From professional photographer and birdwatcher Francois Portmann also at the Cathedral nest later the same day as Mitch only a little later on 5/21-

Sad news for the Divines!
I was watching the nest Thursday morning and saw only 1 eyass,
today (Saturday, 5/21/2010) I went back early, curious about the 2nd nestling!
At first, same scenario with one chick,
then an adult flew in around 6:30 with a twig and started to reach deep in the nest
and pulled up a dead eyass! Perhaps trying to get it off the nest but looked too heavy and let it go down out of sight again!
It was brief but clearly showed the dead eyass (have it on video footage)
Frounce? Rat poison? Weather? Who knows?
Would be interesting to test the carcass if the pair manage to get it off the nest!
Sorry to be the messenger

In actuality the Cathedral nest started with three confirmed eyasses this season, Bruce Yolton and I saw three eyasses while both of us happened to be watching the nest at the same time. He saw three through his viewfinder and I saw three through the birding scope. It appears that nest has lost two young this season as, has the Briarwood nest.

And the Unisphere nest has lost one eyass as per Peter Richter's report, http;// , which follows--

After visiting the Unisphere yesterday evening, I noticed one of the eyasses (probably the oldest one) had fallen out of the nest and perished. I couldn't get to the body because of a fence surrounding the Unisphere during the rehab. period for the fountains below it. I will try to retrieve the body another day when the contractors are there.



Better news from excellent birder Rob Jett--

This week I surveyed the three known Brooklyn nests to see how the
hatchlings were progressing.

The easiest nest for viewing is the pine tree at the edge of Nelly's
Lawn in Prospect Park. For a second year in a row, the parents are
raising three offspring. When I visited the nest yesterday afternoon,
Nelly was busy feeding her brood. They all seem healthy and have
started to grow adult body feathers. Their wing feathers are also
growing in rapidly. In the video I shot one youngster is already
attempting to flap-hop to the opposite side of the nest.

I found a new and fairly decent viewing spot for Alice and Ralph's
Ravine nest. Over two days I monitored their nest for an hour each
time and was only able to confirm a single hatchling. Although, the
nest is very deep and the viewing angle quite steep, so there could be
another chick. The chick that I watched is well behind the ones at
Nelly's Lawn and likely most of the city's Red-tailed Hawk chicks. It
is still mostly covered with down with maybe an inch of adult feathers
seen emerging from its tail and wings.

At approximately 75 feet up in a Linden tree, the Green-Wood Cemetery
nest is the highest and most difficult to get a chick count. My friend
Marge and I watched the nest for a long time this week and only got
fleeting glimpses of an erratic, white wing flipping up above the edge
of the nest. Big Mama was sitting at the nest watching her offspring
the entire time we were present. Perhaps in another week the chick(s)
will be large enough to view clearly. I will keep you posted.

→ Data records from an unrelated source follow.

//! Classification of single GlycoCT tokens into typed lines.

use nom::{
    branch::alt,
    bytes::complete::{tag, take_while1},
    character::complete::{char, digit1, one_of},
    combinator::{all_consuming, cut, map, map_opt, map_res, opt, recognize, value},
    error::{context, VerboseError, VerboseErrorKind},
    multi::{many0, separated_list1},
    sequence::{pair, preceded, separated_pair, tuple},
    IResult,
};

use crate::*;

type Res<'a, T> = IResult<&'a str, T, VerboseError<&'a str>>;

#[derive(Debug, Clone, Copy, PartialEq, Eq)]
pub enum Section {
    Res,
    Lin,
    Rep,
    Alt,
    Und,
}

impl Section {
    pub fn keyword(&self) -> &'static str {
        match self {
            Section::Res => "RES",
            Section::Lin => "LIN",
            Section::Rep => "REP",
            Section::Alt => "ALT",
            Section::Und => "UND",
        }
    }
}

/// A parsed linkage between two source-local indices.
#[derive(Debug, Clone, PartialEq, Eq)]
pub struct Linkage {
    pub parent: usize,
    pub child: usize,
    pub spec: LinkSpec,
}

/// Bounds on the number of copies of a repeat unit. `None` is unknown.
#[derive(Debug, Clone, Copy, PartialEq, Eq, Default)]
pub struct Multiplicity {
    pub lower: Option<u32>,
    pub upper: Option<u32>,
}

#[derive(Debug, Clone, PartialEq, Eq)]
pub enum Line {
    Section(Section),
    Residue { index: usize, residue: Monosaccharide },
    Substituent { index: usize, name: String },
    Linkage(Linkage),
    RepeatStub { index: usize, repeat: usize },
    RepeatHeader {
        repeat: usize,
        linkage: Linkage,
        multiplicity: Multiplicity,
    },
}

fn index(input: &str) -> Res<usize> {
    map_res(digit1, str::parse)(input)
}

fn signed(input: &str) -> Res<i64> {
    map_res(recognize(pair(opt(char('-')), digit1)), str::parse)(input)
}

/// A ring or modification position: digits, or `x` for unknown.
fn optional_number(input: &str) -> Res<Option<u16>> {
    alt((
        value(None, char('x')),
        map(map_res(digit1, str::parse::<u16>), Some),
    ))(input)
}

/// A link attachment position: a number, or a negative number for unknown.
fn position(input: &str) -> Res<Position> {
    map_res(signed, |v| {
        if v < 0 {
            Ok(None)
        } else {
            u16::try_from(v).map(Some)
        }
    })(input)
}

fn positions(input: &str) -> Res<Vec<Position>> {
    context(
        "expected '|'-separated attachment positions",
        separated_list1(char('|'), position),
    )(input)
}

fn link_atom(input: &str) -> Res<LinkAtom> {
    context(
        "expected a replaced atom (one of o, d, h, n, x)",
        map_opt(one_of("odhnx"), LinkAtom::from_glycoct),
    )(input)
}

fn anomer(input: &str) -> Res<Anomer> {
    map_opt(one_of("abxo"), |c| Anomer::from_glycoct(&c.to_string()))(input)
}

fn config_stem(input: &str) -> Res<(Configuration, Stem)> {
    preceded(
        char('-'),
        pair(
            map_opt(one_of("dlx"), |c| Configuration::from_glycoct(&c.to_string())),
            context(
                "unknown stem",
                cut(map_opt(
                    take_while1(|c: char| c.is_ascii_lowercase()),
                    Stem::from_glycoct,
                )),
            ),
        ),
    )(input)
}

fn superclass(input: &str) -> Res<SuperClass> {
    preceded(
        opt(char('-')),
        context(
            "expected a superclass such as HEX",
            map_opt(take_while1(|c: char| c.is_ascii_uppercase()), SuperClass::from_glycoct),
        ),
    )(input)
}

fn ring(input: &str) -> Res<(Option<u16>, Option<u16>)> {
    preceded(
        opt(char('-')),
        context(
            "expected ring positions such as 1:5",
            separated_pair(optional_number, char(':'), optional_number),
        ),
    )(input)
}

fn modification(input: &str) -> Res<(Option<u16>, Modification)> {
    preceded(
        char('|'),
        separated_pair(
            optional_number,
            char(':'),
            context(
                "unknown modification",
                cut(map_opt(
                    take_while1(|c: char| c.is_ascii_lowercase() || c.is_ascii_digit()),
                    Modification::from_glycoct,
                )),
            ),
        ),
    )(input)
}

fn residue_line(input: &str) -> Res<(usize, Monosaccharide)> {
    let (input, (ix, _, anomer, conf_stem, superclass, (ring_start, ring_end), modifications)) =
        tuple((
            index,
            tag("b:"),
            opt(anomer),
            many0(config_stem),
            superclass,
            ring,
            many0(modification),
        ))(input)?;

    let (configuration, stem) = if conf_stem.is_empty() {
        (vec![Configuration::Missing], vec![Stem::Missing])
    } else {
        conf_stem.into_iter().unzip()
    };
    let mut residue = Monosaccharide {
        anomer: anomer.unwrap_or(Anomer::Missing),
        configuration,
        stem,
        superclass,
        ring_start,
        ring_end,
        modifications,
        reduced: false,
    };
    if let Some(at) = residue
        .modifications
        .iter()
        .position(|m| *m == (Some(1), Modification::Alditol))
    {
        residue.modifications.remove(at);
        residue.reduced = true;
    }
    Ok((input, (ix, residue)))
}

fn substituent_line(input: &str) -> Res<(usize, String)> {
    map(
        separated_pair(
            index,
            tag("s:"),
            context(
                "expected a substituent name",
                take_while1(|c: char| !c.is_whitespace() && c != ';'),
            ),
        ),
        |(ix, name): (usize, &str)| (ix, name.to_string()),
    )(input)
}

/// `<parent><atom>(<positions>+<positions>)<child><atom>`
fn linkage_body(input: &str) -> Res<Linkage> {
    let (input, (parent, parent_atom, _, parent_positions, _, child_positions, _, child, child_atom)) =
        tuple((
            index,
            link_atom,
            char('('),
            positions,
            one_of("+-"),
            positions,
            char(')'),
            index,
            link_atom,
        ))(input)?;
    Ok((
        input,
        Linkage {
            parent,
            child,
            spec: LinkSpec {
                parent_atom,
                parent_positions,
                child_atom,
                child_positions,
                id: None,
            },
        },
    ))
}

fn linkage_line(input: &str) -> Res<Linkage> {
    map(
        separated_pair(index, char(':'), linkage_body),
        |(id, mut linkage)| {
            linkage.spec.id = Some(id);
            linkage
        },
    )(input)
}

fn repeat_stub(input: &str) -> Res<(usize, usize)> {
    separated_pair(index, tag("r:r"), index)(input)
}

fn bound(input: &str) -> Res<Option<u32>> {
    map_res(signed, |v| {
        if v < 0 {
            Ok(None)
        } else {
            u32::try_from(v).map(Some)
        }
    })(input)
}

fn repeat_header(input: &str) -> Res<(usize, Linkage, Multiplicity)> {
    let (input, (_, repeat, _, linkage, _, (lower, upper))) = tuple((
        tag("REP"),
        index,
        char(':'),
        context("expected an internal linkage", linkage_body),
        char('='),
        context(
            "expected a multiplicity such as 1-4 or -1--1",
            separated_pair(bound, char('-'), bound),
        ),
    ))(input)?;
    Ok((input, (repeat, linkage, Multiplicity { lower, upper })))
}

fn reason(err: nom::Err<VerboseError<&str>>) -> String {
    match err {
        nom::Err::Error(e) | nom::Err::Failure(e) => e
            .errors
            .iter()
            .find_map(|(_, kind)| match kind {
                VerboseErrorKind::Context(ctx) => Some(ctx.to_string()),
                _ => None,
            })
            .unwrap_or_else(|| "malformed line".to_string()),
        nom::Err::Incomplete(_) => "incomplete line".to_string(),
    }
}

fn run<'a, T>(parser: impl FnMut(&'a str) -> Res<'a, T>, token: &'a str) -> Result<T, String> {
    all_consuming(parser)(token)
        .map(|(_, parsed)| parsed)
        .map_err(reason)
}

/// Classify one token. The error is a human-readable reason.
pub fn classify(token: &str) -> Result<Line, String> {
    match token {
        "RES" => return Ok(Line::Section(Section::Res)),
        "LIN" => return Ok(Line::Section(Section::Lin)),
        "REP" => return Ok(Line::Section(Section::Rep)),
        _ => {}
    }
    if token.starts_with("ALT") {
        return Ok(Line::Section(Section::Alt));
    }
    if token.starts_with("UND") {
        return Ok(Line::Section(Section::Und));
    }
    if token.starts_with("REP") {
        let (repeat, linkage, multiplicity) = run(repeat_header, token)?;
        return Ok(Line::RepeatHeader {
            repeat,
            linkage,
            multiplicity,
        });
    }

    let rest = token.trim_start_matches(|c: char| c.is_ascii_digit());
    if rest.len() == token.len() {
        return Err("expected a section keyword or a line starting with an index".to_string());
    }
    match rest.chars().next() {
        Some('b') => {
            let (index, residue) = run(residue_line, token)?;
            Ok(Line::Residue { index, residue })
        }
        Some('s') => {
            let (index, name) = run(substituent_line, token)?;
            Ok(Line::Substituent { index, name })
        }
        Some('r') => {
            let (index, repeat) = run(repeat_stub, token)?;
            Ok(Line::RepeatStub { index, repeat })
        }
        Some(':') => Ok(Line::Linkage(run(linkage_line, token)?)),
        _ => Err("unrecognized line type".to_string()),
    }
}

I have a short video and a couple of pics here:


Though the loss of young hawks on the nest saddens us, we must remember that in reality the fact that urban hawks exist at all is rather a miracle in itself.

Remember in these times particularly, to be glad and filled with wonder that we have any hawks at all in our lives. Consider the many dangers of the city, combined with what might be considered the "normal" dangers to raptors even without those urban dangers.

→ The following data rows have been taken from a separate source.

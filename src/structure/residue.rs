use std::collections::HashMap;
use std::fmt::{Display, Formatter, Result as FmtResult};

use lazy_static::lazy_static;

use crate::Name;

#[derive(Debug, Clone, Copy, PartialEq, Eq, Hash, PartialOrd, Ord)]
pub enum Anomer {
    Alpha,
    Beta,
    /// Open-chain form (`o`), no anomeric center.
    Uncyclized,
    Missing,
}

#[derive(Debug, Clone, Copy, PartialEq, Eq, Hash, PartialOrd, Ord)]
pub enum Configuration {
    D,
    L,
    Missing,
}

#[derive(Debug, Clone, Copy, PartialEq, Eq, Hash, PartialOrd, Ord)]
pub enum Stem {
    Gro,
    Ery,
    Rib,
    Ara,
    All,
    Alt,
    Glc,
    Man,
    Tre,
    Xyl,
    Lyx,
    Gul,
    Ido,
    Gal,
    Tal,
    Thr,
    Missing,
}

/// The carbon-skeleton class of a monosaccharide.
#[derive(Debug, Clone, Copy, PartialEq, Eq, Hash, PartialOrd, Ord)]
pub enum SuperClass {
    Tri,
    Tet,
    Pen,
    Hex,
    Hep,
    Oct,
    Non,
    Dec,
    Missing,
}

#[derive(Debug, Clone, Copy, PartialEq, Eq, Hash, PartialOrd, Ord)]
pub enum Modification {
    Deoxy,
    Acidic,
    Keto,
    DoubleBond,
    Alditol,
    Sp,
    Sp2,
    Geminal,
    Lactone,
    Anhydro,
}

lazy_static! {
    static ref ANOMER_CODES: HashMap<&'static str, Anomer> = HashMap::from([
        ("a", Anomer::Alpha),
        ("b", Anomer::Beta),
        ("o", Anomer::Uncyclized),
        ("x", Anomer::Missing),
    ]);
    static ref CONFIGURATION_CODES: HashMap<&'static str, Configuration> = HashMap::from([
        ("d", Configuration::D),
        ("l", Configuration::L),
        ("x", Configuration::Missing),
    ]);
    static ref STEM_CODES: HashMap<&'static str, Stem> = HashMap::from([
        ("gro", Stem::Gro),
        ("ery", Stem::Ery),
        ("rib", Stem::Rib),
        ("ara", Stem::Ara),
        ("all", Stem::All),
        ("alt", Stem::Alt),
        ("glc", Stem::Glc),
        ("man", Stem::Man),
        ("tre", Stem::Tre),
        ("xyl", Stem::Xyl),
        ("lyx", Stem::Lyx),
        ("gul", Stem::Gul),
        ("ido", Stem::Ido),
        ("gal", Stem::Gal),
        ("tal", Stem::Tal),
        ("thr", Stem::Thr),
        ("x", Stem::Missing),
    ]);
    static ref SUPERCLASS_CODES: HashMap<&'static str, SuperClass> = HashMap::from([
        ("TRI", SuperClass::Tri),
        ("TET", SuperClass::Tet),
        ("PEN", SuperClass::Pen),
        ("HEX", SuperClass::Hex),
        ("HEP", SuperClass::Hep),
        ("OCT", SuperClass::Oct),
        ("NON", SuperClass::Non),
        ("DEC", SuperClass::Dec),
        ("SUG", SuperClass::Missing),
    ]);
    static ref MODIFICATION_CODES: HashMap<&'static str, Modification> = HashMap::from([
        ("d", Modification::Deoxy),
        ("a", Modification::Acidic),
        ("keto", Modification::Keto),
        ("en", Modification::DoubleBond),
        ("aldi", Modification::Alditol),
        ("sp", Modification::Sp),
        ("sp2", Modification::Sp2),
        ("geminal", Modification::Geminal),
        ("lactone", Modification::Lactone),
        ("anhydro", Modification::Anhydro),
    ]);
}

impl Anomer {
    pub fn from_glycoct(code: &str) -> Option<Self> {
        ANOMER_CODES.get(code).copied()
    }

    pub fn to_glycoct(&self) -> &'static str {
        match self {
            Anomer::Alpha => "a",
            Anomer::Beta => "b",
            Anomer::Uncyclized => "o",
            Anomer::Missing => "x",
        }
    }
}

impl Configuration {
    pub fn from_glycoct(code: &str) -> Option<Self> {
        CONFIGURATION_CODES.get(code).copied()
    }

    pub fn to_glycoct(&self) -> &'static str {
        match self {
            Configuration::D => "d",
            Configuration::L => "l",
            Configuration::Missing => "x",
        }
    }
}

impl Stem {
    pub fn from_glycoct(code: &str) -> Option<Self> {
        STEM_CODES.get(code).copied()
    }

    pub fn to_glycoct(&self) -> &'static str {
        use Stem::*;
        match self {
            Gro => "gro",
            Ery => "ery",
            Rib => "rib",
            Ara => "ara",
            All => "all",
            Alt => "alt",
            Glc => "glc",
            Man => "man",
            Tre => "tre",
            Xyl => "xyl",
            Lyx => "lyx",
            Gul => "gul",
            Ido => "ido",
            Gal => "gal",
            Tal => "tal",
            Thr => "thr",
            Missing => "x",
        }
    }
}

impl SuperClass {
    pub fn from_glycoct(code: &str) -> Option<Self> {
        SUPERCLASS_CODES.get(code).copied()
    }

    pub fn to_glycoct(&self) -> &'static str {
        use SuperClass::*;
        match self {
            Tri => "TRI",
            Tet => "TET",
            Pen => "PEN",
            Hex => "HEX",
            Hep => "HEP",
            Oct => "OCT",
            Non => "NON",
            Dec => "DEC",
            Missing => "SUG",
        }
    }

    /// Number of backbone carbons, if known.
    pub fn carbons(&self) -> Option<u16> {
        use SuperClass::*;
        match self {
            Tri => Some(3),
            Tet => Some(4),
            Pen => Some(5),
            Hex => Some(6),
            Hep => Some(7),
            Oct => Some(8),
            Non => Some(9),
            Dec => Some(10),
            Missing => None,
        }
    }
}

impl Modification {
    pub fn from_glycoct(code: &str) -> Option<Self> {
        MODIFICATION_CODES.get(code).copied()
    }

    pub fn to_glycoct(&self) -> &'static str {
        use Modification::*;
        match self {
            Deoxy => "d",
            Acidic => "a",
            Keto => "keto",
            DoubleBond => "en",
            Alditol => "aldi",
            Sp => "sp",
            Sp2 => "sp2",
            Geminal => "geminal",
            Lactone => "lactone",
            Anhydro => "anhydro",
        }
    }
}

/// A monosaccharide residue.
#[derive(Debug, Clone, PartialEq, Eq, Hash)]
pub struct Monosaccharide {
    pub anomer: Anomer,
    /// Paired element-wise with `stem`.
    pub configuration: Vec<Configuration>,
    pub stem: Vec<Stem>,
    pub superclass: SuperClass,
    pub ring_start: Option<u16>,
    pub ring_end: Option<u16>,
    /// Position to modification, in declaration order. A position may carry
    /// several modifications.
    pub modifications: Vec<(Option<u16>, Modification)>,
    pub reduced: bool,
}

impl Monosaccharide {
    pub fn new(superclass: SuperClass) -> Self {
        Self {
            anomer: Anomer::Missing,
            configuration: vec![Configuration::Missing],
            stem: vec![Stem::Missing],
            superclass,
            ring_start: None,
            ring_end: None,
            modifications: Vec::new(),
            reduced: false,
        }
    }

    pub fn modifications_at(&self, position: u16) -> impl Iterator<Item = Modification> + '_ {
        self.modifications
            .iter()
            .filter(move |(p, _)| *p == Some(position))
            .map(|(_, m)| *m)
    }

    pub fn add_modification(&mut self, position: Option<u16>, modification: Modification) {
        self.modifications.push((position, modification));
    }

    /// The configuration/stem pairs and superclass, e.g. `dglc-HEX` or
    /// `dgro-dgal-NON`.
    pub fn stem_descriptor(&self) -> String {
        let mut out = String::new();
        for (config, stem) in self.configuration.iter().zip(&self.stem) {
            if *stem == Stem::Missing {
                continue;
            }
            out.push_str(config.to_glycoct());
            out.push_str(stem.to_glycoct());
            out.push('-');
        }
        out.push_str(self.superclass.to_glycoct());
        out
    }
}

/// A non-sugar group attached to a residue.
#[derive(Debug, Clone, PartialEq, Eq, Hash)]
pub struct Substituent {
    pub name: Name,
}

impl Substituent {
    pub fn new(name: impl Into<Name>) -> Self {
        Self { name: name.into() }
    }
}

#[derive(Debug, Clone, PartialEq, Eq, Hash)]
pub enum NodeKind {
    Monosaccharide(Monosaccharide),
    Substituent(Substituent),
}

/// The identifier of a node.
///
/// Nodes start out with the index they were declared under (`Local`). Copies
/// produced by repeat expansion are tagged with their copy number
/// (`Decorated`). Finishing a document replaces both with a process-wide
/// unique `Global` identifier.
#[derive(Debug, Clone, Copy, PartialEq, Eq, Hash, PartialOrd, Ord)]
pub enum NodeId {
    Local(usize),
    Decorated { copy: u32, local: usize },
    Global(u64),
}

impl NodeId {
    /// The index the node was declared under in the source text, if it
    /// still carries one.
    pub fn local(&self) -> Option<usize> {
        match self {
            NodeId::Local(local) | NodeId::Decorated { local, .. } => Some(*local),
            NodeId::Global(_) => None,
        }
    }

    pub fn global(&self) -> Option<u64> {
        match self {
            NodeId::Global(id) => Some(*id),
            _ => None,
        }
    }
}

impl Display for NodeId {
    fn fmt(&self, f: &mut Formatter) -> FmtResult {
        match self {
            NodeId::Local(local) => write!(f, "{local}"),
            NodeId::Decorated { copy, local } => write!(f, "({copy}, {local})"),
            NodeId::Global(id) => write!(f, "#{id}"),
        }
    }
}

#[derive(Debug, Clone, PartialEq, Eq, Hash)]
pub struct Node {
    pub id: NodeId,
    pub kind: NodeKind,
}

impl Node {
    pub fn monosaccharide(id: NodeId, residue: Monosaccharide) -> Self {
        Self {
            id,
            kind: NodeKind::Monosaccharide(residue),
        }
    }

    pub fn substituent(id: NodeId, substituent: Substituent) -> Self {
        Self {
            id,
            kind: NodeKind::Substituent(substituent),
        }
    }

    pub fn is_substituent(&self) -> bool {
        matches!(self.kind, NodeKind::Substituent(_))
    }

    pub fn is_monosaccharide(&self) -> bool {
        matches!(self.kind, NodeKind::Monosaccharide(_))
    }

    pub fn as_monosaccharide(&self) -> Option<&Monosaccharide> {
        match &self.kind {
            NodeKind::Monosaccharide(residue) => Some(residue),
            NodeKind::Substituent(_) => None,
        }
    }

    pub fn as_substituent(&self) -> Option<&Substituent> {
        match &self.kind {
            NodeKind::Substituent(substituent) => Some(substituent),
            NodeKind::Monosaccharide(_) => None,
        }
    }

    /// The same chemistry under a different identifier.
    pub(crate) fn with_id(&self, id: NodeId) -> Self {
        Self {
            id,
            kind: self.kind.clone(),
        }
    }
}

Allow your heart to fill with wonder and joy while even one pair of wide wings soar across the skyline, for, without doubt, every single hawk or falcon or owl that graces the skies of New York City or any other city, is a major miracle with talons. Feathered miracles that prod our own souls also to persevere, to adapt, to soar above what attempts to stifle us, to keep our spirits earthbound, and tempts us to allow ourselves to be less than we can be-- And teaches us to remember to love the earth and her creatures in a new way, all over again, everyday we see one.

Donegal Browne


Sally said...

THANK YOU for the updates! I haven't written my article yet.

Donegal Browne said...

You're welcome Sally.

As to the One Fifth Avenue Hawks, it is believed that the nest blew away before it could be completed and used.